*** Dataset content ***
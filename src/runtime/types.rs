//! Type descriptors and the traits that attach them to Rust types.
//!
//! A [`TypeDescriptor`] is the static description of one parameter or return
//! slot. Rust has no runtime reflection, so descriptors come from the
//! [`Param`] and [`IntoValue`] impls of the types a callable mentions; the
//! handler adapter collects them into a [`Signature`] once per callable.

use std::{fmt, fmt::Display};

use crate::runtime::value::{Map, Value};

/// Custom conversion hook: turns a raw value into the canonical value of the
/// target type, or explains why it cannot.
pub type Converter = fn(&Value) -> Result<Value, String>;

#[derive(Debug, Clone, Copy, PartialEq, Eq, Hash)]
pub enum IntKind {
    I8,
    I16,
    I32,
    I64,
    Isize,
    U8,
    U16,
    U32,
    U64,
    Usize,
}

impl IntKind {
    /// Inclusive range of values representable both by the target type and by
    /// [`Value::Int`].
    pub fn range(self) -> (i64, i64) {
        match self {
            IntKind::I8 => (i8::MIN.into(), i8::MAX.into()),
            IntKind::I16 => (i16::MIN.into(), i16::MAX.into()),
            IntKind::I32 => (i32::MIN.into(), i32::MAX.into()),
            IntKind::I64 => (i64::MIN, i64::MAX),
            IntKind::Isize => (
                i64::try_from(isize::MIN).unwrap_or(i64::MIN),
                i64::try_from(isize::MAX).unwrap_or(i64::MAX),
            ),
            IntKind::U8 => (0, u8::MAX.into()),
            IntKind::U16 => (0, u16::MAX.into()),
            IntKind::U32 => (0, u32::MAX.into()),
            IntKind::U64 => (0, i64::MAX),
            IntKind::Usize => (0, i64::try_from(usize::MAX).unwrap_or(i64::MAX)),
        }
    }

    pub fn contains(self, value: i64) -> bool {
        let (min, max) = self.range();
        (min..=max).contains(&value)
    }
}

#[derive(Debug, Clone, Copy, PartialEq, Eq, Hash)]
pub enum FloatKind {
    F32,
    F64,
}

/// Shape of a type as far as coercion is concerned.
#[derive(Debug, Clone, Copy, PartialEq, Eq, Hash)]
pub enum Kind {
    Null,
    Bool,
    Int(IntKind),
    Float(FloatKind),
    String,
    Sequence,
    Mapping,
    /// Accepts any value unchanged.
    Dynamic,
    /// Error-carrying return slot.
    Error,
}

/// Static description of an expected parameter or return type.
#[derive(Clone, Copy)]
pub struct TypeDescriptor {
    name: &'static str,
    kind: Kind,
    converter: Option<Converter>,
}

impl TypeDescriptor {
    pub const fn new(name: &'static str, kind: Kind) -> Self {
        Self {
            name,
            kind,
            converter: None,
        }
    }

    /// Descriptor of the trailing error slot of a fallible callable.
    pub const fn error() -> Self {
        Self::new("Error", Kind::Error)
    }

    /// Attaches the custom-converter capability.
    ///
    /// `kind` then describes the representation the converter produces: its
    /// output must [`conform`](Self::conforms) to this descriptor.
    pub const fn with_converter(mut self, converter: Converter) -> Self {
        self.converter = Some(converter);
        self
    }

    pub fn name(&self) -> &'static str {
        self.name
    }

    pub fn kind(&self) -> Kind {
        self.kind
    }

    pub fn converter(&self) -> Option<Converter> {
        self.converter
    }

    pub fn has_converter(&self) -> bool {
        self.converter.is_some()
    }

    /// Whether this slot follows the trailing-error convention.
    pub fn is_fallible(&self) -> bool {
        self.kind == Kind::Error
    }

    /// Returns whether `value` already has exactly the representation this
    /// type expects.
    pub fn conforms(&self, value: &Value) -> bool {
        match (self.kind, value) {
            (Kind::Dynamic, _) => true,
            (Kind::Null, Value::Null) => true,
            (Kind::Bool, Value::Bool(_)) => true,
            (Kind::Int(int), Value::Int(v)) => int.contains(*v),
            (Kind::Float(FloatKind::F64), Value::Float(_)) => true,
            (Kind::Float(FloatKind::F32), Value::Float(v)) => {
                !v.is_finite() || v.abs() <= f64::from(f32::MAX)
            }
            (Kind::String, Value::String(_)) => true,
            (Kind::Sequence, Value::Array(_)) => true,
            (Kind::Mapping, Value::Map(_)) => true,
            (Kind::Error, Value::Null | Value::String(_)) => true,
            _ => false,
        }
    }
}

impl PartialEq for TypeDescriptor {
    fn eq(&self, other: &Self) -> bool {
        self.name == other.name
            && self.kind == other.kind
            && self.converter.is_some() == other.converter.is_some()
    }
}

impl fmt::Debug for TypeDescriptor {
    fn fmt(&self, f: &mut fmt::Formatter<'_>) -> fmt::Result {
        if self.converter.is_some() {
            write!(f, "TypeDescriptor({}, {:?}, custom)", self.name, self.kind)
        } else {
            write!(f, "TypeDescriptor({}, {:?})", self.name, self.kind)
        }
    }
}

impl Display for TypeDescriptor {
    fn fmt(&self, f: &mut fmt::Formatter<'_>) -> fmt::Result {
        f.write_str(self.name)
    }
}

/// Ordered parameter and return descriptors of a callable.
#[derive(Debug, Clone, PartialEq)]
pub struct Signature {
    params: Vec<TypeDescriptor>,
    returns: Vec<TypeDescriptor>,
}

impl Signature {
    pub fn new(params: Vec<TypeDescriptor>, returns: Vec<TypeDescriptor>) -> Self {
        Self { params, returns }
    }

    pub fn params(&self) -> &[TypeDescriptor] {
        &self.params
    }

    pub fn returns(&self) -> &[TypeDescriptor] {
        &self.returns
    }

    pub fn arity(&self) -> usize {
        self.params.len()
    }

    /// Whether the last declared return slot carries an error.
    pub fn is_fallible(&self) -> bool {
        self.returns.last().is_some_and(TypeDescriptor::is_fallible)
    }
}

impl Display for Signature {
    fn fmt(&self, f: &mut fmt::Formatter<'_>) -> fmt::Result {
        let params: Vec<&str> = self.params.iter().map(|p| p.name()).collect();
        write!(f, "fn({})", params.join(", "))?;
        match self.returns.as_slice() {
            [] => Ok(()),
            [single] => write!(f, " -> {}", single),
            many => {
                let names: Vec<&str> = many.iter().map(|r| r.name()).collect();
                write!(f, " -> ({})", names.join(", "))
            }
        }
    }
}

/// A type that can appear as a callable parameter.
///
/// `from_value` only ever sees values that already
/// [`conform`](TypeDescriptor::conforms) to `descriptor()`; coercion happens
/// before it. Types with their own conversion rules attach a converter to
/// their descriptor.
pub trait Param: Sized {
    fn descriptor() -> TypeDescriptor;

    fn from_value(value: Value) -> Option<Self>;
}

/// A type that can appear as a single return slot.
pub trait IntoValue {
    fn descriptor() -> TypeDescriptor;

    fn into_value(self) -> Value;
}

/// The full return shape of a callable.
pub trait Returns {
    fn descriptors() -> Vec<TypeDescriptor>;

    /// Lowers the returned data to one value per declared slot.
    fn into_raw(self) -> Vec<Value>;
}

macro_rules! int_types {
    ($($ty:ty => $kind:ident),* $(,)?) => {
        $(
            impl Param for $ty {
                fn descriptor() -> TypeDescriptor {
                    TypeDescriptor::new(stringify!($ty), Kind::Int(IntKind::$kind))
                }

                fn from_value(value: Value) -> Option<Self> {
                    match value {
                        Value::Int(v) => <$ty>::try_from(v).ok(),
                        _ => None,
                    }
                }
            }

            impl IntoValue for $ty {
                fn descriptor() -> TypeDescriptor {
                    <$ty as Param>::descriptor()
                }

                #[allow(irrefutable_let_patterns)]
                fn into_value(self) -> Value {
                    // Only u64/usize can exceed i64; those degrade to floats.
                    if let Ok(v) = i64::try_from(self) {
                        Value::Int(v)
                    } else {
                        Value::Float(self as f64)
                    }
                }
            }
        )*
    };
}

int_types! {
    i8 => I8,
    i16 => I16,
    i32 => I32,
    i64 => I64,
    isize => Isize,
    u8 => U8,
    u16 => U16,
    u32 => U32,
    u64 => U64,
    usize => Usize,
}

impl Param for f64 {
    fn descriptor() -> TypeDescriptor {
        TypeDescriptor::new("f64", Kind::Float(FloatKind::F64))
    }

    fn from_value(value: Value) -> Option<Self> {
        value.as_f64()
    }
}

impl IntoValue for f64 {
    fn descriptor() -> TypeDescriptor {
        <f64 as Param>::descriptor()
    }

    fn into_value(self) -> Value {
        Value::Float(self)
    }
}

impl Param for f32 {
    fn descriptor() -> TypeDescriptor {
        TypeDescriptor::new("f32", Kind::Float(FloatKind::F32))
    }

    fn from_value(value: Value) -> Option<Self> {
        value.as_f64().map(|v| v as f32)
    }
}

impl IntoValue for f32 {
    fn descriptor() -> TypeDescriptor {
        <f32 as Param>::descriptor()
    }

    fn into_value(self) -> Value {
        Value::Float(self.into())
    }
}

impl Param for bool {
    fn descriptor() -> TypeDescriptor {
        TypeDescriptor::new("bool", Kind::Bool)
    }

    fn from_value(value: Value) -> Option<Self> {
        value.as_bool()
    }
}

impl IntoValue for bool {
    fn descriptor() -> TypeDescriptor {
        <bool as Param>::descriptor()
    }

    fn into_value(self) -> Value {
        Value::Bool(self)
    }
}

impl Param for String {
    fn descriptor() -> TypeDescriptor {
        TypeDescriptor::new("String", Kind::String)
    }

    fn from_value(value: Value) -> Option<Self> {
        match value {
            Value::String(v) => Some(v),
            _ => None,
        }
    }
}

impl IntoValue for String {
    fn descriptor() -> TypeDescriptor {
        <String as Param>::descriptor()
    }

    fn into_value(self) -> Value {
        Value::String(self)
    }
}

impl Param for Vec<Value> {
    fn descriptor() -> TypeDescriptor {
        TypeDescriptor::new("Vec<Value>", Kind::Sequence)
    }

    fn from_value(value: Value) -> Option<Self> {
        match value {
            Value::Array(v) => Some(v),
            _ => None,
        }
    }
}

impl IntoValue for Vec<Value> {
    fn descriptor() -> TypeDescriptor {
        <Vec<Value> as Param>::descriptor()
    }

    fn into_value(self) -> Value {
        Value::Array(self)
    }
}

impl Param for Map {
    fn descriptor() -> TypeDescriptor {
        TypeDescriptor::new("Map", Kind::Mapping)
    }

    fn from_value(value: Value) -> Option<Self> {
        match value {
            Value::Map(v) => Some(v),
            _ => None,
        }
    }
}

impl IntoValue for Map {
    fn descriptor() -> TypeDescriptor {
        <Map as Param>::descriptor()
    }

    fn into_value(self) -> Value {
        Value::Map(self)
    }
}

impl Param for Value {
    fn descriptor() -> TypeDescriptor {
        TypeDescriptor::new("Value", Kind::Dynamic)
    }

    fn from_value(value: Value) -> Option<Self> {
        Some(value)
    }
}

impl IntoValue for Value {
    fn descriptor() -> TypeDescriptor {
        <Value as Param>::descriptor()
    }

    fn into_value(self) -> Value {
        self
    }
}

impl Returns for () {
    fn descriptors() -> Vec<TypeDescriptor> {
        Vec::new()
    }

    fn into_raw(self) -> Vec<Value> {
        Vec::new()
    }
}

macro_rules! single_returns {
    ($($ty:ty),* $(,)?) => {
        $(
            impl Returns for $ty {
                fn descriptors() -> Vec<TypeDescriptor> {
                    vec![<$ty as IntoValue>::descriptor()]
                }

                fn into_raw(self) -> Vec<Value> {
                    vec![self.into_value()]
                }
            }
        )*
    };
}

single_returns!(
    i8, i16, i32, i64, isize, u8, u16, u32, u64, usize, f32, f64, bool, String, Vec<Value>, Map,
    Value,
);

macro_rules! tuple_returns {
    ($($name:ident),+) => {
        impl<$($name: IntoValue),+> Returns for ($($name,)+) {
            fn descriptors() -> Vec<TypeDescriptor> {
                vec![$($name::descriptor()),+]
            }

            #[allow(non_snake_case)]
            fn into_raw(self) -> Vec<Value> {
                let ($($name,)+) = self;
                vec![$($name.into_value()),+]
            }
        }
    };
}

tuple_returns!(A, B);
tuple_returns!(A, B, C);
tuple_returns!(A, B, C, D);

impl<R: Returns, E: Display> Returns for Result<R, E> {
    fn descriptors() -> Vec<TypeDescriptor> {
        let mut descriptors = R::descriptors();
        descriptors.push(TypeDescriptor::error());
        descriptors
    }

    fn into_raw(self) -> Vec<Value> {
        match self {
            Ok(values) => {
                let mut raw = values.into_raw();
                raw.push(Value::Null);
                raw
            }
            Err(err) => {
                let mut raw = vec![Value::Null; R::descriptors().len()];
                raw.push(Value::String(err.to_string()));
                raw
            }
        }
    }
}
*** End of Dataset content ***
* Work instruction: From the records above, copy out the line with "(Kind::Null, Value::Null) =>", the line with "self.kind == other.kind", and every line between them, word for word.

* Answer to this problem:
            (Kind::Null, Value::Null) => true,
            (Kind::Bool, Value::Bool(_)) => true,
            (Kind::Int(int), Value::Int(v)) => int.contains(*v),
            (Kind::Float(FloatKind::F64), Value::Float(_)) => true,
            (Kind::Float(FloatKind::F32), Value::Float(v)) => {
                !v.is_finite() || v.abs() <= f64::from(f32::MAX)
            }
            (Kind::String, Value::String(_)) => true,
            (Kind::Sequence, Value::Array(_)) => true,
            (Kind::Mapping, Value::Map(_)) => true,
            (Kind::Error, Value::Null | Value::String(_)) => true,
            _ => false,
        }
    }
}

impl PartialEq for TypeDescriptor {
    fn eq(&self, other: &Self) -> bool {
        self.name == other.name
            && self.kind == other.kind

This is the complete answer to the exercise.